◆ Problem requirements: Reproduce each line from the records that holds "face".

◆ Data under study:
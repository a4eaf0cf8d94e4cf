//! Defensive repair of texture records coming from untrusted compiled data.

use crate::geom::{Plane, Vec3};

use super::TexInfo;
use super::basis::default_axes;

/// An axis pair whose cross product projects onto the face normal with less
/// magnitude than this no longer defines a projection onto the face.
const DEGENERATE_BASIS_EPS: f64 = 0.01;

/// Per-field repair report from a sanitization pass.
#[derive(Debug, Clone, Copy, Default, PartialEq, Eq)]
pub struct SanitizeDiagnostics {
    /// Scale components replaced with 1.
    pub scale_repairs: usize,
    /// Translation components replaced with 0.
    pub translation_repairs: usize,
    /// Axes individually replaced with the plane default.
    pub axes_replaced: usize,
    /// Whether the whole pair was discarded as degenerate against the face
    /// normal.
    pub degenerate_pair: bool,
}

impl SanitizeDiagnostics {
    /// True when the input needed no repair.
    #[must_use]
    pub fn is_clean(&self) -> bool {
        *self == Self::default()
    }
}

/// Replace non-finite, zero, or geometrically degenerate fields with safe
/// defaults derived from the face plane. Pure; returns a new record.
///
/// Idempotent: sanitizing an already-sanitized record changes nothing.
#[must_use]
pub fn sanitize(info: &TexInfo, plane: &Plane) -> TexInfo {
    sanitize_with_diagnostics(info, plane).0
}

/// [`sanitize`] plus a report of which repairs fired.
#[must_use]
pub fn sanitize_with_diagnostics(info: &TexInfo, plane: &Plane) -> (TexInfo, SanitizeDiagnostics) {
    let mut out = *info;
    let mut report = SanitizeDiagnostics::default();
    let (default_u, default_v) = default_axes(plane);

    if !out.scale.u.is_finite() || out.scale.u == 0.0 {
        out.scale.u = 1.0;
        report.scale_repairs += 1;
    }
    if !out.scale.v.is_finite() || out.scale.v == 0.0 {
        out.scale.v = 1.0;
        report.scale_repairs += 1;
    }

    if !out.translation.u.is_finite() {
        out.translation.u = 0.0;
        report.translation_repairs += 1;
    }
    if !out.translation.v.is_finite() {
        out.translation.v = 0.0;
        report.translation_repairs += 1;
    }

    if !usable_axis(out.u_axis) {
        out.u_axis = default_u;
        report.axes_replaced += 1;
    }
    if !usable_axis(out.v_axis) {
        out.v_axis = default_v;
        report.axes_replaced += 1;
    }

    // Both axes can be individually fine yet span a plane the face normal
    // lies in, leaving nothing to project the texture onto. The check runs
    // on the post-repair axes and discards the pair as a whole.
    if out.u_axis.cross(out.v_axis).dot(plane.normal).abs() < DEGENERATE_BASIS_EPS {
        out.u_axis = default_u;
        out.v_axis = default_v;
        report.degenerate_pair = true;
    }

    (out, report)
}

fn usable_axis(axis: Vec3) -> bool {
    axis.is_finite() && axis != Vec3::ZERO
}
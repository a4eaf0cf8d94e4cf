use std::ops::{Add, Mul, Neg, Sub};

use serde::{Deserialize, Serialize};

// ─────────────────────────────────────────────────────────────────────────────
// Vec3
// ─────────────────────────────────────────────────────────────────────────────

#[derive(Debug, Clone, Copy, PartialEq, Serialize, Deserialize)]
pub struct Vec3 {
    pub x: f64,
    pub y: f64,
    pub z: f64,
}

impl Vec3 {
    /// Zero vector.
    pub const ZERO: Self = Self::new(0.0, 0.0, 0.0);
    /// Unit vector along the X axis.
    pub const X: Self = Self::new(1.0, 0.0, 0.0);
    /// Unit vector along the Y axis.
    pub const Y: Self = Self::new(0.0, 1.0, 0.0);
    /// Unit vector along the Z axis.
    pub const Z: Self = Self::new(0.0, 0.0, 1.0);

    #[must_use]
    pub const fn new(x: f64, y: f64, z: f64) -> Self {
        Self { x, y, z }
    }

    #[must_use]
    pub fn length(self) -> f64 {
        self.dot(self).sqrt()
    }

    #[must_use]
    pub const fn dot(self, rhs: Self) -> f64 {
        self.x * rhs.x + self.y * rhs.y + self.z * rhs.z
    }

    #[must_use]
    pub const fn cross(self, rhs: Self) -> Self {
        Self {
            x: self.y * rhs.z - self.z * rhs.y,
            y: self.z * rhs.x - self.x * rhs.z,
            z: self.x * rhs.y - self.y * rhs.x,
        }
    }

    #[must_use]
    pub fn normalized(self) -> Option<Self> {
        let len = self.length();
        if len.is_finite() && len > 0.0 {
            Some(Self::new(self.x / len, self.y / len, self.z / len))
        } else {
            None
        }
    }

    /// True when every component is a finite number.
    #[must_use]
    pub fn is_finite(self) -> bool {
        self.x.is_finite() && self.y.is_finite() && self.z.is_finite()
    }
}

impl Default for Vec3 {
    fn default() -> Self {
        Self::ZERO
    }
}

impl Add for Vec3 {
    type Output = Self;
    fn add(self, rhs: Self) -> Self::Output {
        Self::new(self.x + rhs.x, self.y + rhs.y, self.z + rhs.z)
    }
}

impl Sub for Vec3 {
    type Output = Self;
    fn sub(self, rhs: Self) -> Self::Output {
        Self::new(self.x - rhs.x, self.y - rhs.y, self.z - rhs.z)
    }
}

impl Mul<f64> for Vec3 {
    type Output = Self;
    fn mul(self, rhs: f64) -> Self::Output {
        Self::new(self.x * rhs, self.y * rhs, self.z * rhs)
    }
}

impl Mul<Vec3> for f64 {
    type Output = Vec3;
    fn mul(self, rhs: Vec3) -> Self::Output {
        Vec3::new(self * rhs.x, self * rhs.y, self * rhs.z)
    }
}

impl Neg for Vec3 {
    type Output = Self;
    fn neg(self) -> Self::Output {
        Self::new(-self.x, -self.y, -self.z)
    }
}

// ─────────────────────────────────────────────────────────────────────────────
// UvPair
// ─────────────────────────────────────────────────────────────────────────────

/// A texture-space pair, used for both translation offsets and scale factors.
#[derive(Debug, Clone, Copy, PartialEq, Serialize, Deserialize)]
pub struct UvPair {
    /// U component.
    pub u: f64,
    /// V component.
    pub v: f64,
}

impl UvPair {
    #[must_use]
    pub const fn new(u: f64, v: f64) -> Self {
        Self { u, v }
    }

    /// True when both components are finite numbers.
    #[must_use]
    pub fn is_finite(self) -> bool {
        self.u.is_finite() && self.v.is_finite()
    }
}

impl Default for UvPair {
    fn default() -> Self {
        Self::new(0.0, 0.0)
    }
}

// ─────────────────────────────────────────────────────────────────────────────
// Plane
// ─────────────────────────────────────────────────────────────────────────────

/// A face plane: unit normal plus distance from the origin.
///
/// The normal is expected to be unit length as supplied by the compiled
/// geometry; this crate never re-normalizes it.
#[derive(Debug, Clone, Copy, PartialEq, Serialize, Deserialize)]
pub struct Plane {
    pub normal: Vec3,
    pub distance: f64,
}

impl Plane {
    #[must_use]
    pub const fn new(normal: Vec3, distance: f64) -> Self {
        Self { normal, distance }
    }
}

// ─────────────────────────────────────────────────────────────────────────────
// Tolerance
// ─────────────────────────────────────────────────────────────────────────────

/// Tolerance configuration for geometric comparisons.
///
/// Use the named constants to avoid epsilon scatter:
/// - `Tolerance::DEFAULT` - General comparisons (1e-9)
/// - `Tolerance::UNIT_AXIS` - Unit-length verification of editor axes (1e-5)
#[derive(Debug, Clone, Copy, PartialEq)]
pub struct Tolerance {
    pub eps: f64,
}

impl Tolerance {
    /// Default geometric tolerance (1e-9).
    pub const DEFAULT: Self = Self { eps: 1e-9 };

    /// Tolerance for checking that a reconstructed axis is unit length (1e-5).
    /// Editor axes come out of a normalize of raw compiled data, so this is
    /// looser than the general comparison tolerance.
    pub const UNIT_AXIS: Self = Self { eps: 1e-5 };

    #[must_use]
    pub const fn new(eps: f64) -> Self {
        Self { eps }
    }

    #[must_use]
    pub fn approx_eq_f64(self, a: f64, b: f64) -> bool {
        (a - b).abs() <= self.eps
    }

    #[must_use]
    pub fn approx_eq_vec3(self, a: Vec3, b: Vec3) -> bool {
        self.approx_eq_f64(a.x, b.x) && self.approx_eq_f64(a.y, b.y) && self.approx_eq_f64(a.z, b.z)
    }
}

impl Default for Tolerance {
    fn default() -> Self {
        Self::DEFAULT
    }
}

// ─────────────────────────────────────────────────────────────────────────────
// Tests
// ─────────────────────────────────────────────────────────────────────────────
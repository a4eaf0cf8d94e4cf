mod core;

pub use core::{Plane, Tolerance, UvPair, Vec3};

◆ Solution for this problem:
/// An axis pair whose cross product projects onto the face normal with less
/// magnitude than this no longer defines a projection onto the face.
    /// Whether the whole pair was discarded as degenerate against the face
/// defaults derived from the face plane. Pure; returns a new record.
    // Both axes can be individually fine yet span a plane the face normal
/// A face plane: unit normal plus distance from the origin.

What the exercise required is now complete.